- _Exercise instructions_
Only the lines from the one holding "if dict.len() != model.num_terms()" to the final line of the material below belong in the answer, transcribed exactly.

====

use crate::cli_common::*;
use clap::Args;
use matrix_util::common_io::write_lines;
use matrix_util::dictionary::Dictionary;

#[derive(Args, Debug)]
pub struct TopicsArgs {
    #[arg(long, short, help = "Model file")]
    model: Option<Box<str>>,

    #[arg(long, help = "State directory (latest checkpoint)")]
    state_dir: Option<Box<str>>,

    #[arg(long, short, help = "Dictionary file")]
    dictionary: Option<Box<str>>,

    #[arg(long, short = 'n', default_value_t = 10, help = "Top terms per topic")]
    top: usize,

    #[arg(long, default_value_t = 0.1, help = "Topic-term smoothing")]
    eta: f64,

    #[arg(long, short, help = "Output file (default: stdout)")]
    out: Option<Box<str>>,

    #[arg(long, short, default_value_t = false, help = "Verbose output")]
    verbose: bool,
}

pub fn show_topics(args: &TopicsArgs) -> anyhow::Result<()> {
    init_logger(args.verbose);

    let model = read_model(args.model.as_deref(), args.state_dir.as_deref())?;
    let dictionary = match args.dictionary.as_deref() {
        Some(file) => Some(Dictionary::read_file(file)?),
        None => None,
    };
    if let Some(dict) = dictionary.as_ref() {
        if dict.len() != model.num_terms() {
            return Err(cvb_lda::CvbError::dimension("dictionary", model.num_terms(), dict.len()).into());
        }
    }

    let text = model.describe(dictionary.as_ref(), args.top, args.eta);
    match args.out.as_deref() {
        Some(file) => {
            let lines: Vec<&str> = text.lines().collect();
            write_lines(&lines, file)?;
        }
        None => print!("{}", text),
    }
    Ok(())
}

====

- _Result of this exercise_
        if dict.len() != model.num_terms() {
            return Err(cvb_lda::CvbError::dimension("dictionary", model.num_terms(), dict.len()).into());
        }
    }

    let text = model.describe(dictionary.as_ref(), args.top, args.eta);
    match args.out.as_deref() {
        Some(file) => {
            let lines: Vec<&str> = text.lines().collect();
            write_lines(&lines, file)?;
        }
        None => print!("{}", text),
    }
    Ok(())
}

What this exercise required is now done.